-- Opening Marker --
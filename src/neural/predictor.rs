//! A loaded predictor, usable from the search as a curiosity model.

use std::path::Path;
use std::sync::Mutex;

use burn::prelude::*;

use super::checkpoint::{self, CheckpointMeta};
use super::features;
use super::model::{SignatureNet, SignatureNetConfig};
use crate::braid::Braid;
use crate::error::Result;
use crate::invariant::LinkingMatrix;
use crate::search::curiosity::SignatureModel;

pub struct SignaturePredictor<B: Backend> {
    net: Mutex<SignatureNet<B>>,
    config: SignatureNetConfig,
    device: B::Device,
}

impl<B: Backend> SignaturePredictor<B> {
    pub fn new(net: SignatureNet<B>, config: SignatureNetConfig, device: B::Device) -> Self {
        Self {
            net: Mutex::new(net),
            config,
            device,
        }
    }

    pub fn load(dir: &Path, device: B::Device) -> Result<(Self, CheckpointMeta)> {
        let (net, meta) = checkpoint::load::<B>(dir, &device)?;
        Ok((Self::new(net, meta.config.clone(), device), meta))
    }

    /// One prediction per braid; the linking matrix must be the braid's own.
    pub fn predict(&self, items: &[(&Braid, &LinkingMatrix)]) -> Result<Vec<f32>> {
        if items.is_empty() {
            return Ok(Vec::new());
        }
        let x = features::encode_batch::<B>(&self.config, items, &self.device);
        let net = self.net.lock().unwrap_or_else(|e| e.into_inner());
        net.predict(x)
    }
}

impl<B: Backend> SignatureModel for SignaturePredictor<B> {
    fn predict_signature(&self, braid: &Braid, linking: &LinkingMatrix) -> f32 {
        match self.predict(&[(braid, linking)]) {
            Ok(p) => p.first().copied().unwrap_or(0.0),
            Err(e) => {
                tracing::warn!(error = %e, "signature prediction failed");
                0.0
            }
        }
    }
}

#[cfg(test)]
mod tests {
    use super::*;
    use crate::neural::checkpoint::save;
    use crate::neural::model::ModelKind;
    use crate::neural::train::EpochReport;
    use burn::backend::NdArray;

    type B = NdArray;

    fn report() -> EpochReport {
        EpochReport {
            epoch: 0,
            lr: 1e-3,
            train_loss: 1.0,
            val_mse: 1.0,
            val_l1: 1.0,
        }
    }

    #[test]
    fn loads_from_a_checkpoint_and_predicts() {
        let device = Default::default();
        let hopf_braid = Braid::from_signed(2, &[1, 1]).unwrap();
        let hopf = LinkingMatrix::from_rows(&[vec![0, 1], vec![1, 0]]);
        for config in [
            SignatureNetConfig::new().with_hidden(8).with_classify(true),
            SignatureNetConfig::new()
                .with_kind(ModelKind::Transformer)
                .with_d_model(8)
                .with_n_heads(2)
                .with_classify(true),
        ] {
            let dir = tempfile::tempdir().unwrap();
            let net = config.init::<B>(&device);
            save(dir.path(), &net, &CheckpointMeta::new(config.clone(), &report(), 1)).unwrap();

            let (predictor, meta) =
                SignaturePredictor::<B>::load(dir.path(), Default::default()).unwrap();
            assert!(meta.config.classify);
            assert_eq!(meta.config.kind, config.kind);
            let s = predictor.predict_signature(&hopf_braid, &hopf);
            assert_eq!(s.fract(), 0.0);
            assert!(predictor.predict(&[]).unwrap().is_empty());
            let pair = (&hopf_braid, &hopf);
            assert_eq!(predictor.predict(&[pair, pair]).unwrap().len(), 2);
        }
    }
}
-- Closing Marker --
__What you are asked to do__
Every line where "LinkingMatrix" appears must be returned from the listing above.

__Written reply__
use crate::invariant::LinkingMatrix;
    pub fn predict(&self, items: &[(&Braid, &LinkingMatrix)]) -> Result<Vec<f32>> {
    fn predict_signature(&self, braid: &Braid, linking: &LinkingMatrix) -> f32 {
        let hopf = LinkingMatrix::from_rows(&[vec![0, 1], vec![1, 0]]);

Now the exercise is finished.